Work instruction – For every line in the records that has the word "super", make a copy.

(Collected data)
--- --- ---
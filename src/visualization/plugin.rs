//! Visualization plugin for Bevy.

use bevy::prelude::*;
use std::sync::Mutex;

use super::resources::{
    BreadcrumbState, ClickTracker, LayerMaterials, Notices, RenderState, SceneRes,
    SequentialLabels,
};
use super::setup::setup_scene;
use super::systems;
use crate::services::Scene;

/// Plugin that renders and drives a [`Scene`].
///
/// The `scene` field uses `Mutex<Option<...>>` to allow moving ownership
/// into the resource during `build()` (which takes `&self`).
pub struct VisualizationPlugin {
    pub scene: Mutex<Option<Scene>>,
}

impl VisualizationPlugin {
    pub fn new(scene: Scene) -> Self {
        Self {
            scene: Mutex::new(Some(scene)),
        }
    }
}

impl Plugin for VisualizationPlugin {
    fn build(&self, app: &mut App) {
        // Take ownership of the scene (moves it out, leaves None)
        let scene = self
            .scene
            .lock()
            .ok()
            .and_then(|mut scene| scene.take())
            .unwrap_or_default();

        app.insert_resource(SceneRes(scene))
            .init_resource::<SequentialLabels>()
            .init_resource::<RenderState>()
            .init_resource::<LayerMaterials>()
            .init_resource::<ClickTracker>()
            .init_resource::<Notices>()
            .init_resource::<BreadcrumbState>()
            .add_systems(Startup, setup_scene)
            .add_systems(
                Update,
                (
                    systems::collect_input_system,
                    systems::tick_scene_system,
                    systems::rebuild_geometry_system,
                    systems::apply_layer_opacity_system,
                    systems::update_hover_glow_system,
                    systems::draw_master_path_system,
                )
                    .chain(),
            )
            .add_systems(
                Update,
                (
                    systems::update_labels_system,
                    systems::update_hud_system,
                    systems::update_breadcrumbs_system,
                    systems::breadcrumb_click_system,
                    systems::update_notices_system,
                )
                    .after(systems::draw_master_path_system),
            );
    }
}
--- --- ---
Solution for this problem –
use super::resources::{
use super::setup::setup_scene;
use super::systems;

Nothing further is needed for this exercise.